# Work instructions
From the records that follow, give the number of lines that include the word "IssueTicketsRequest", with no further words.

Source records
□ □ □
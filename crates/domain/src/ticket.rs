// Copyright (C) 2026 Fred Clausen
// Use of this source code is governed by an MIT-style
// license that can be found in the LICENSE file or at
// https://opensource.org/licenses/MIT.

use crate::identifier::{TicketId, qr_payload};
use crate::ticket_status::TicketStatus;
use crate::types::{GateId, HolderInfo, Price, TicketClass};
use serde::{Deserialize, Serialize};
use time::OffsetDateTime;

/// Where and when a ticket was admitted.
#[derive(Debug, Clone, PartialEq, Eq, Serialize, Deserialize)]
pub struct ScanRecord {
    /// Time of admission.
    #[serde(with = "time::serde::rfc3339")]
    pub scanned_at: OffsetDateTime,
    /// Gate that admitted the ticket.
    pub gate_id: GateId,
}

/// One admission right, bound to one event.
///
/// `scan` is present exactly when `status` is [`TicketStatus::Scanned`].
#[derive(Debug, Clone, PartialEq, Eq, Serialize, Deserialize)]
pub struct Ticket {
    pub ticket_id: TicketId,
    pub event_id: i64,
    pub holder: HolderInfo,
    pub class: TicketClass,
    pub price: Price,
    pub status: TicketStatus,
    pub qr_payload: String,
    pub scan: Option<ScanRecord>,
    #[serde(with = "time::serde::rfc3339")]
    pub purchased_at: OffsetDateTime,
    pub design_ref: Option<String>,
}

impl Ticket {
    /// Builds a ticket ready to be stored.
    ///
    /// The QR payload is derived from the identifier and event.
    #[must_use]
    pub fn issue(
        ticket_id: TicketId,
        event_id: i64,
        template: &TicketTemplate,
        status: TicketStatus,
        purchased_at: OffsetDateTime,
    ) -> Self {
        let qr_payload: String = qr_payload(event_id, &ticket_id);
        Self {
            ticket_id,
            event_id,
            holder: template.holder.clone(),
            class: template.class.clone(),
            price: template.price,
            status,
            qr_payload,
            scan: None,
            purchased_at,
            design_ref: template.design_ref.clone(),
        }
    }

    /// Returns whether the scan metadata agrees with the status.
    #[must_use]
    pub const fn scan_metadata_consistent(&self) -> bool {
        matches!(
            (self.status, &self.scan),
            (TicketStatus::Scanned, Some(_))
                | (
                    TicketStatus::Pending | TicketStatus::Valid | TicketStatus::Cancelled,
                    None
                )
        )
    }
}

/// Per-ticket attributes shared by every ticket of an issuance batch.
#[derive(Debug, Clone, PartialEq, Eq)]
pub struct TicketTemplate {
    pub class: TicketClass,
    pub price: Price,
    pub holder: HolderInfo,
    /// Reference to an external ticket design, passed through untouched.
    pub design_ref: Option<String>,
}
// Copyright (C) 2026 Fred Clausen
// Use of this source code is governed by an MIT-style
// license that can be found in the LICENSE file or at
// https://opensource.org/licenses/MIT.

//! Service boundary of the Admit ticketing engine.
//!
//! [`TicketService`] is what transports call. Each operation authorizes the
//! actor, turns request DTOs into domain values, runs the engine and
//! translates the result. Core and domain errors never cross this boundary
//! untranslated.

#![deny(
    clippy::pedantic,
    clippy::cargo,
    clippy::nursery,
    clippy::style,
    clippy::correctness,
    clippy::all,
    clippy::suspicious,
    clippy::complexity,
    clippy::perf,
    clippy::unwrap_used,
    clippy::expect_used
)]
#![allow(clippy::multiple_crate_versions)]

mod auth;
mod error;
mod request_response;

#[cfg(test)]
mod tests;

pub use auth::{
    AuthenticatedActor, Operation, PermissionGate, PermissionSet, Role, WILDCARD_TOKEN,
};
pub use error::{ApiError, AuthError, translate_core_error, translate_domain_error};
pub use request_response::{
    CancelTicketResponse, ConfirmTicketResponse, CreateEventRequest, EventResponse,
    IssueTicketsRequest, IssueTicketsResponse, ListEventsResponse, ListTicketsResponse,
    SetCapacityRequest, TicketHistoryResponse, TicketResponse, TransitionEventRequest,
    TransitionResponse, UpdateHolderRequest, ValidateScanRequest, ValidateScanResponse,
};

use admit::{CancelOutcome, ConfirmOutcome, IssuanceBatch, TicketEngine, ValidationOutcome};
use admit_domain::{
    EventStatus, GateId, HolderInfo, Price, Ticket, TicketClass, TicketClassCatalog, TicketId,
    TicketTemplate,
};
use std::sync::Arc;
use tracing::{debug, info};

/// Operations offered to transports.
pub struct TicketService {
    engine: Arc<TicketEngine>,
    catalog: TicketClassCatalog,
}

impl TicketService {
    #[must_use]
    pub const fn new(engine: Arc<TicketEngine>, catalog: TicketClassCatalog) -> Self {
        Self { engine, catalog }
    }

    #[must_use]
    pub const fn catalog(&self) -> &TicketClassCatalog {
        &self.catalog
    }

    /// Issues `request.quantity` tickets for an event.
    ///
    /// # Errors
    ///
    /// Returns an error if the actor may not issue tickets, the request is
    /// invalid, the event cannot sell or the batch does not fit. A failed
    /// batch leaves no tickets behind.
    pub async fn issue_tickets(
        &self,
        actor: &AuthenticatedActor,
        event_id: i64,
        request: IssueTicketsRequest,
    ) -> Result<IssueTicketsResponse, ApiError> {
        PermissionGate::authorize(actor, Operation::IssueTickets)?;

        let class: TicketClass = self
            .catalog
            .resolve(&request.ticket_class)
            .map_err(translate_domain_error)?;
        let price: Price = Price::new(request.price_minor).map_err(translate_domain_error)?;
        let batch = IssuanceBatch {
            event_id,
            quantity: request.quantity,
            template: TicketTemplate {
                class,
                price,
                holder: HolderInfo::new(&request.holder_name, &request.holder_contact),
                design_ref: request.design_ref,
            },
        };

        let tickets: Vec<Ticket> = self
            .engine
            .issue(&batch)
            .await
            .map_err(translate_core_error)?;

        info!(
            actor = %actor.id,
            event_id,
            quantity = tickets.len(),
            "Tickets issued"
        );
        let tickets: Vec<TicketResponse> = tickets.into_iter().map(TicketResponse::from).collect();
        Ok(IssueTicketsResponse {
            event_id,
            ticket_ids: tickets.iter().map(|t| t.ticket_id.clone()).collect(),
            tickets,
        })
    }

    /// Cancels a ticket. Cancelling a cancelled ticket succeeds unchanged.
    ///
    /// # Errors
    ///
    /// Returns an error if the actor may not cancel, the ticket does not
    /// exist or it has already been scanned.
    pub async fn cancel_ticket(
        &self,
        actor: &AuthenticatedActor,
        ticket_id: &str,
    ) -> Result<CancelTicketResponse, ApiError> {
        PermissionGate::authorize(actor, Operation::CancelTicket)?;
        let ticket_id: TicketId = parse_ticket_id(ticket_id)?;

        let outcome = self
            .engine
            .cancel(&ticket_id)
            .await
            .map_err(translate_core_error)?;

        Ok(match outcome {
            CancelOutcome::Cancelled(ticket) => {
                info!(actor = %actor.id, ticket_id = %ticket_id, "Ticket cancelled");
                CancelTicketResponse {
                    ticket: ticket.into(),
                    already_cancelled: false,
                }
            }
            CancelOutcome::AlreadyCancelled(ticket) => CancelTicketResponse {
                ticket: ticket.into(),
                already_cancelled: true,
            },
        })
    }

    /// Confirms a pending ticket.
    ///
    /// Requires the issuance permission.
    ///
    /// # Errors
    ///
    /// Returns an error if the actor may not issue tickets, the ticket does
    /// not exist or it was cancelled.
    pub async fn confirm_ticket(
        &self,
        actor: &AuthenticatedActor,
        ticket_id: &str,
    ) -> Result<ConfirmTicketResponse, ApiError> {
        PermissionGate::authorize(actor, Operation::IssueTickets)?;
        let ticket_id: TicketId = parse_ticket_id(ticket_id)?;

        let outcome = self
            .engine
            .confirm(&ticket_id)
            .await
            .map_err(translate_core_error)?;

        Ok(match outcome {
            ConfirmOutcome::Confirmed(ticket) => {
                info!(actor = %actor.id, ticket_id = %ticket_id, "Ticket confirmed");
                ConfirmTicketResponse {
                    ticket: ticket.into(),
                    already_confirmed: false,
                }
            }
            ConfirmOutcome::AlreadyConfirmed(ticket) => ConfirmTicketResponse {
                ticket: ticket.into(),
                already_confirmed: true,
            },
        })
    }

    /// Validates a scanned code at a gate.
    ///
    /// Repeats, rejections and unknown codes are successful responses with
    /// `admit = false`.
    ///
    /// # Errors
    ///
    /// Returns an error if the actor may not validate scans, the gate id is
    /// invalid, or the engine fails.
    pub async fn validate_scan(
        &self,
        actor: &AuthenticatedActor,
        request: ValidateScanRequest,
    ) -> Result<ValidateScanResponse, ApiError> {
        PermissionGate::authorize(actor, Operation::ValidateScan)?;
        let gate: GateId = GateId::new(&request.gate_id).map_err(translate_domain_error)?;

        let outcome: ValidationOutcome = self
            .engine
            .validate_scan(&request.code, &gate)
            .await
            .map_err(translate_core_error)?;

        debug!(actor = %actor.id, gate = %gate, outcome = outcome.kind(), "Scan validated");
        Ok(outcome.into())
    }

    /// Replaces holder details of a ticket that is neither scanned nor
    /// cancelled.
    ///
    /// # Errors
    ///
    /// Returns an error if the actor may not issue tickets, the holder is
    /// invalid, the ticket does not exist or it is locked.
    pub async fn update_holder(
        &self,
        actor: &AuthenticatedActor,
        ticket_id: &str,
        request: UpdateHolderRequest,
    ) -> Result<TicketResponse, ApiError> {
        PermissionGate::authorize(actor, Operation::IssueTickets)?;
        let ticket_id: TicketId = parse_ticket_id(ticket_id)?;
        let holder = HolderInfo::new(&request.holder_name, &request.holder_contact);

        let ticket: Ticket = self
            .engine
            .update_holder(&ticket_id, &holder)
            .await
            .map_err(translate_core_error)?;

        info!(actor = %actor.id, ticket_id = %ticket_id, "Holder updated");
        Ok(ticket.into())
    }

    /// # Errors
    ///
    /// Returns an error if the actor may not view tickets or the ticket does
    /// not exist.
    pub async fn get_ticket(
        &self,
        actor: &AuthenticatedActor,
        ticket_id: &str,
    ) -> Result<TicketResponse, ApiError> {
        PermissionGate::authorize(actor, Operation::ViewTickets)?;
        let ticket_id: TicketId = parse_ticket_id(ticket_id)?;

        let ticket: Ticket = self
            .engine
            .get_ticket(&ticket_id)
            .await
            .map_err(translate_core_error)?;
        Ok(ticket.into())
    }

    /// # Errors
    ///
    /// Returns an error if the actor may not view tickets or the event does
    /// not exist.
    pub async fn list_tickets(
        &self,
        actor: &AuthenticatedActor,
        event_id: i64,
    ) -> Result<ListTicketsResponse, ApiError> {
        PermissionGate::authorize(actor, Operation::ViewTickets)?;

        let tickets: Vec<Ticket> = self
            .engine
            .list_tickets(event_id)
            .await
            .map_err(translate_core_error)?;
        Ok(ListTicketsResponse {
            event_id,
            tickets: tickets.into_iter().map(TicketResponse::from).collect(),
        })
    }

    /// # Errors
    ///
    /// Returns an error if the actor may not view tickets or the ticket does
    /// not exist.
    pub async fn ticket_history(
        &self,
        actor: &AuthenticatedActor,
        ticket_id: &str,
    ) -> Result<TicketHistoryResponse, ApiError> {
        PermissionGate::authorize(actor, Operation::ViewTickets)?;
        let ticket_id: TicketId = parse_ticket_id(ticket_id)?;

        let history = self
            .engine
            .ticket_history(&ticket_id)
            .await
            .map_err(translate_core_error)?;
        Ok(TicketHistoryResponse {
            ticket_id: ticket_id.as_str().to_string(),
            transitions: history.into_iter().map(TransitionResponse::from).collect(),
        })
    }

    /// # Errors
    ///
    /// Returns an error if the actor may not manage events or the request is
    /// invalid.
    pub async fn create_event(
        &self,
        actor: &AuthenticatedActor,
        request: CreateEventRequest,
    ) -> Result<EventResponse, ApiError> {
        PermissionGate::authorize(actor, Operation::ManageEvents)?;

        let event = self
            .engine
            .create_event(&request.name, request.capacity)
            .await
            .map_err(translate_core_error)?;

        info!(actor = %actor.id, event_id = event.event_id, "Event created");
        Ok(event.into())
    }

    /// # Errors
    ///
    /// Returns an error if the actor may not manage events, the status is
    /// unknown, the event does not exist or the move is not allowed.
    pub async fn transition_event(
        &self,
        actor: &AuthenticatedActor,
        event_id: i64,
        request: TransitionEventRequest,
    ) -> Result<EventResponse, ApiError> {
        PermissionGate::authorize(actor, Operation::ManageEvents)?;
        let target: EventStatus = request
            .status
            .trim()
            .to_lowercase()
            .parse()
            .map_err(translate_domain_error)?;

        let event = self
            .engine
            .transition_event(event_id, target)
            .await
            .map_err(translate_core_error)?;

        info!(actor = %actor.id, event_id, status = %event.status, "Event status set");
        Ok(event.into())
    }

    /// # Errors
    ///
    /// Returns an error if the actor may not manage events, the capacity is
    /// invalid, the event does not exist or tickets were already issued.
    pub async fn set_event_capacity(
        &self,
        actor: &AuthenticatedActor,
        event_id: i64,
        request: SetCapacityRequest,
    ) -> Result<EventResponse, ApiError> {
        PermissionGate::authorize(actor, Operation::ManageEvents)?;

        let event = self
            .engine
            .set_event_capacity(event_id, request.capacity)
            .await
            .map_err(translate_core_error)?;

        info!(actor = %actor.id, event_id, capacity = event.capacity, "Event capacity set");
        Ok(event.into())
    }

    /// # Errors
    ///
    /// Returns an error if the actor may not view tickets or the event does
    /// not exist.
    pub async fn get_event(
        &self,
        actor: &AuthenticatedActor,
        event_id: i64,
    ) -> Result<EventResponse, ApiError> {
        PermissionGate::authorize(actor, Operation::ViewTickets)?;

        let event = self
            .engine
            .get_event(event_id)
            .await
            .map_err(translate_core_error)?;
        Ok(event.into())
    }

    /// # Errors
    ///
    /// Returns an error if the actor may not view tickets.
    pub async fn list_events(
        &self,
        actor: &AuthenticatedActor,
    ) -> Result<ListEventsResponse, ApiError> {
        PermissionGate::authorize(actor, Operation::ViewTickets)?;

        let events = self
            .engine
            .list_events()
            .await
            .map_err(translate_core_error)?;
        Ok(ListEventsResponse {
            events: events.into_iter().map(EventResponse::from).collect(),
        })
    }
}

/// Accepts identifiers in any case, as typed by staff.
fn parse_ticket_id(value: &str) -> Result<TicketId, ApiError> {
    TicketId::parse(value.trim()).map_err(translate_domain_error)
}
□ □ □
# Exercise result
2